----- PROVIDED RECORDS
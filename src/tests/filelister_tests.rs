// src/tests/filelister_tests.rs

//! tests for `filelister.rs` functions

#![allow(non_snake_case)]

use crate::common::{FPath, FileSz};
use crate::debug::helpers::{create_files_and_tmpdir, TempDir};
use crate::readers::filelister::{
    filesz_to_human,
    list_all,
    list_files_only,
    EntryType,
    ListEntry,
    FOLDER_BYTE_SIZE,
};
use crate::readers::helpers::path_to_fpath;

use ::test_case::test_case;

#[test_case(0, "0.0 KB")]
#[test_case(999, "1.0 KB")]
#[test_case(1000, "1.0 KB")]
#[test_case(1234, "1.23 KB")]
#[test_case(499_999, "500.0 KB")]
#[test_case(500_000, "0.5 MB")]
#[test_case(1_500_000, "1.5 MB")]
#[test_case(499_999_999, "500.0 MB")]
#[test_case(500_000_000, "0.5 GB")]
#[test_case(12_345_678_901, "12.35 GB")]
fn test_filesz_to_human(filesz: FileSz, expect: &str) {
    assert_eq!(filesz_to_human(filesz), expect);
}

fn new_root() -> (TempDir, FPath) {
    let (tmpdir, _fpaths) = create_files_and_tmpdir(&[
        ("b.log", &b"0123456789"[..]),
        ("a.txt", &b"abc"[..]),
        ("zero.log", &b""[..]),
        ("skip.gz", &b"12345"[..]),
        ("sub/", &b""[..]),
    ]);
    let root: FPath = path_to_fpath(tmpdir.path());

    (tmpdir, root)
}

#[test]
fn test_list_files_only() {
    let (_tmpdir, root) = new_root();
    let names: Vec<FPath> = list_files_only(&root).unwrap();
    assert_eq!(names, vec!["a.txt", "b.log", "skip.gz", "zero.log"]);
}

#[test]
fn test_list_all() {
    let (_tmpdir, root) = new_root();
    let listing: Vec<ListEntry> = list_all(&root, &[String::from("gz")]).unwrap();
    let names: Vec<&str> = listing
        .iter()
        .map(|entry| entry.name.as_str())
        .collect();
    assert_eq!(names, vec!["a.txt", "b.log", "sub"]);

    assert_eq!(
        listing[0],
        ListEntry {
            entry_type: EntryType::File,
            name: FPath::from("a.txt"),
            size: Some(String::from("0.0 KB")),
            byte_size: 3,
            extension: Some(String::from("txt")),
            read_access: Some(true),
        }
    );
    assert_eq!(listing[1].size.as_deref(), Some("0.01 KB"));
    assert_eq!(listing[2].entry_type, EntryType::Folder);
    assert_eq!(listing[2].byte_size, FOLDER_BYTE_SIZE);
    assert_eq!(listing[2].size, None);
    assert_eq!(listing[2].entry_type.to_string(), "folder");
}

#[test]
fn test_list_all_no_exclusions() {
    let (_tmpdir, root) = new_root();
    let listing: Vec<ListEntry> = list_all(&root, &[]).unwrap();
    let names: Vec<&str> = listing
        .iter()
        .map(|entry| entry.name.as_str())
        .collect();
    // zero size files are never listed
    assert_eq!(names, vec!["a.txt", "skip.gz", "b.log", "sub"]);
}

#[test]
fn test_list_root_not_exist() {
    let root = FPath::from("/this/rls/root/does/not/exist");
    assert!(list_files_only(&root).is_err());
    assert!(list_all(&root, &[]).is_err());
}
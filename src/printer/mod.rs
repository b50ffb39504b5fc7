// src/printer/mod.rs

//! The `printer` module is for printing user-facing search results
//! with various text effects (color, bold) and highlighted keyword terms.

pub mod printers;
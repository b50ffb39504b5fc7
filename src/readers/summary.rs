// src/readers/summary.rs

//! Implements `SummarySearch` statistics tracking struct.

use crate::common::{Count, FPath, FileSz};
use crate::data::request::Strategy;
use crate::readers::chunkreader::ChunkSz;
use crate::readers::reversesearcher::SearchStage;

use std::fmt;

use ::more_asserts::debug_assert_le;

// ━━━━━━━━━━━━━━━━━━━━━━━━━━━━━━━━━━━━━━━━━━━━━━━━━━━━━━━━━━━━━━━━━━━━━━━━━━━━━━━━━━━━━━━━━━━━━━━━━
// SummarySearch
// ━━━━━━━━━━━━━━━━━━━━━━━━━━━━━━━━━━━━━━━━━━━━━━━━━━━━━━━━━━━━━━━━━━━━━━━━━━━━━━━━━━━━━━━━━━━━━━━━━

/// Accumulated statistics of one search, returned with a
/// [`SearchResult`].
///
/// Useful for the `--summary` option and for testing how much of a file a
/// search read.
///
/// [`SearchResult`]: crate::data::request::SearchResult
#[derive(Clone, Debug, Default, Eq, PartialEq)]
pub struct SummarySearch {
    /// Path of the searched file.
    pub path: FPath,
    /// The strategy that ran (never [`Strategy::Auto`]).
    pub strategy: Strategy,
    /// File size captured when the search began.
    pub filesz: FileSz,
    pub chunksz: ChunkSz,
    /// Count of chunk reads.
    pub chunks_read: Count,
    /// Count of bytes read.
    pub bytes_read: Count,
    /// Count of fully assembled lines, including empty lines.
    pub lines_assembled: Count,
    /// Count of lines that matched the predicate.
    pub lines_matched: Count,
    /// Count of matched lines dropped from a forward search sliding window.
    pub lines_evicted: Count,
    /// Last stage of a backward search, `None` for other strategies.
    pub stage_last: Option<SearchStage>,
}

impl SummarySearch {
    /// The search stopped before reading every byte of the file.
    pub fn is_early_termination(&self) -> bool {
        debug_assert_le!(self.bytes_read, self.filesz, "bytes_read more than filesz");

        self.bytes_read < self.filesz
    }
}

impl fmt::Display for SummarySearch {
    fn fmt(
        &self,
        f: &mut fmt::Formatter,
    ) -> fmt::Result {
        writeln!(f, "File          : {:?}", self.path)?;
        writeln!(f, "Strategy      : {}", self.strategy)?;
        writeln!(f, "File size     : {} (0x{:X})", self.filesz, self.filesz)?;
        writeln!(f, "Chunk size    : {} (0x{:X})", self.chunksz, self.chunksz)?;
        writeln!(f, "Chunks read   : {}", self.chunks_read)?;
        writeln!(f, "Bytes read    : {}", self.bytes_read)?;
        writeln!(f, "Lines         : {}", self.lines_assembled)?;
        writeln!(f, "Lines matched : {}", self.lines_matched)?;
        if self.strategy == Strategy::Forward {
            writeln!(f, "Lines evicted : {}", self.lines_evicted)?;
        }
        match self.stage_last {
            Some(stage) => write!(f, "Last stage    : {:?}", stage),
            None => write!(f, "Last stage    : (none)"),
        }
    }
}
----------
WHAT THIS TASK INVOLVES - Print the whole listing exactly as it is.

EXERCISE OUTPUT -
filename src/tests/filelister_tests.rs
// src/tests/filelister_tests.rs

//! tests for `filelister.rs` functions

#![allow(non_snake_case)]

use crate::common::{FPath, FileSz};
use crate::debug::helpers::{create_files_and_tmpdir, TempDir};
use crate::readers::filelister::{
    filesz_to_human,
    list_all,
    list_files_only,
    EntryType,
    ListEntry,
    FOLDER_BYTE_SIZE,
};
use crate::readers::helpers::path_to_fpath;

use ::test_case::test_case;

#[test_case(0, "0.0 KB")]
#[test_case(999, "1.0 KB")]
#[test_case(1000, "1.0 KB")]
#[test_case(1234, "1.23 KB")]
#[test_case(499_999, "500.0 KB")]
#[test_case(500_000, "0.5 MB")]
#[test_case(1_500_000, "1.5 MB")]
#[test_case(499_999_999, "500.0 MB")]
#[test_case(500_000_000, "0.5 GB")]
#[test_case(12_345_678_901, "12.35 GB")]
fn test_filesz_to_human(filesz: FileSz, expect: &str) {
    assert_eq!(filesz_to_human(filesz), expect);
}

fn new_root() -> (TempDir, FPath) {
    let (tmpdir, _fpaths) = create_files_and_tmpdir(&[
        ("b.log", &b"0123456789"[..]),
        ("a.txt", &b"abc"[..]),
        ("zero.log", &b""[..]),
        ("skip.gz", &b"12345"[..]),
        ("sub/", &b""[..]),
    ]);
    let root: FPath = path_to_fpath(tmpdir.path());

    (tmpdir, root)
}

#[test]
fn test_list_files_only() {
    let (_tmpdir, root) = new_root();
    let names: Vec<FPath> = list_files_only(&root).unwrap();
    assert_eq!(names, vec!["a.txt", "b.log", "skip.gz", "zero.log"]);
}

#[test]
fn test_list_all() {
    let (_tmpdir, root) = new_root();
    let listing: Vec<ListEntry> = list_all(&root, &[String::from("gz")]).unwrap();
    let names: Vec<&str> = listing
        .iter()
        .map(|entry| entry.name.as_str())
        .collect();
    assert_eq!(names, vec!["a.txt", "b.log", "sub"]);

    assert_eq!(
        listing[0],
        ListEntry {
            entry_type: EntryType::File,
            name: FPath::from("a.txt"),
            size: Some(String::from("0.0 KB")),
            byte_size: 3,
            extension: Some(String::from("txt")),
            read_access: Some(true),
        }
    );
    assert_eq!(listing[1].size.as_deref(), Some("0.01 KB"));
    assert_eq!(listing[2].entry_type, EntryType::Folder);
    assert_eq!(listing[2].byte_size, FOLDER_BYTE_SIZE);
    assert_eq!(listing[2].size, None);
    assert_eq!(listing[2].entry_type.to_string(), "folder");
}

#[test]
fn test_list_all_no_exclusions() {
    let (_tmpdir, root) = new_root();
    let listing: Vec<ListEntry> = list_all(&root, &[]).unwrap();
    let names: Vec<&str> = listing
        .iter()
        .map(|entry| entry.name.as_str())
        .collect();
    // zero size files are never listed
    assert_eq!(names, vec!["a.txt", "skip.gz", "b.log", "sub"]);
}

#[test]
fn test_list_root_not_exist() {
    let root = FPath::from("/this/rls/root/does/not/exist");
    assert!(list_files_only(&root).is_err());
    assert!(list_all(&root, &[]).is_err());
}
filename src/printer/mod.rs
repository b50ffb39504b5fc7
// src/printer/mod.rs

//! The `printer` module is for printing user-facing search results
//! with various text effects (color, bold) and highlighted keyword terms.

pub mod printers;
repository b50ffb39504b5fc7
filename src/readers/summary.rs
// src/readers/summary.rs

//! Implements `SummarySearch` statistics tracking struct.

use crate::common::{Count, FPath, FileSz};
use crate::data::request::Strategy;
use crate::readers::chunkreader::ChunkSz;
use crate::readers::reversesearcher::SearchStage;

use std::fmt;

use ::more_asserts::debug_assert_le;

// ━━━━━━━━━━━━━━━━━━━━━━━━━━━━━━━━━━━━━━━━━━━━━━━━━━━━━━━━━━━━━━━━━━━━━━━━━━━━━━━━━━━━━━━━━━━━━━━━━
// SummarySearch
// ━━━━━━━━━━━━━━━━━━━━━━━━━━━━━━━━━━━━━━━━━━━━━━━━━━━━━━━━━━━━━━━━━━━━━━━━━━━━━━━━━━━━━━━━━━━━━━━━━

/// Accumulated statistics of one search, returned with a
/// [`SearchResult`].
///
/// Useful for the `--summary` option and for testing how much of a file a
/// search read.
///
/// [`SearchResult`]: crate::data::request::SearchResult
#[derive(Clone, Debug, Default, Eq, PartialEq)]
pub struct SummarySearch {
    /// Path of the searched file.
    pub path: FPath,
    /// The strategy that ran (never [`Strategy::Auto`]).
    pub strategy: Strategy,
    /// File size captured when the search began.
    pub filesz: FileSz,
    pub chunksz: ChunkSz,
    /// Count of chunk reads.
    pub chunks_read: Count,
    /// Count of bytes read.
    pub bytes_read: Count,
    /// Count of fully assembled lines, including empty lines.
    pub lines_assembled: Count,
    /// Count of lines that matched the predicate.
    pub lines_matched: Count,
    /// Count of matched lines dropped from a forward search sliding window.
    pub lines_evicted: Count,
    /// Last stage of a backward search, `None` for other strategies.
    pub stage_last: Option<SearchStage>,
}

impl SummarySearch {
    /// The search stopped before reading every byte of the file.
    pub fn is_early_termination(&self) -> bool {
        debug_assert_le!(self.bytes_read, self.filesz, "bytes_read more than filesz");

        self.bytes_read < self.filesz
    }
}

impl fmt::Display for SummarySearch {
    fn fmt(
        &self,
        f: &mut fmt::Formatter,
    ) -> fmt::Result {
        writeln!(f, "File          : {:?}", self.path)?;
        writeln!(f, "Strategy      : {}", self.strategy)?;
        writeln!(f, "File size     : {} (0x{:X})", self.filesz, self.filesz)?;
        writeln!(f, "Chunk size    : {} (0x{:X})", self.chunksz, self.chunksz)?;
        writeln!(f, "Chunks read   : {}", self.chunks_read)?;
        writeln!(f, "Bytes read    : {}", self.bytes_read)?;
        writeln!(f, "Lines         : {}", self.lines_assembled)?;
        writeln!(f, "Lines matched : {}", self.lines_matched)?;
        if self.strategy == Strategy::Forward {
            writeln!(f, "Lines evicted : {}", self.lines_evicted)?;
        }
        match self.stage_last {
            Some(stage) => write!(f, "Last stage    : {:?}", stage),
            None => write!(f, "Last stage    : (none)"),
        }
    }
}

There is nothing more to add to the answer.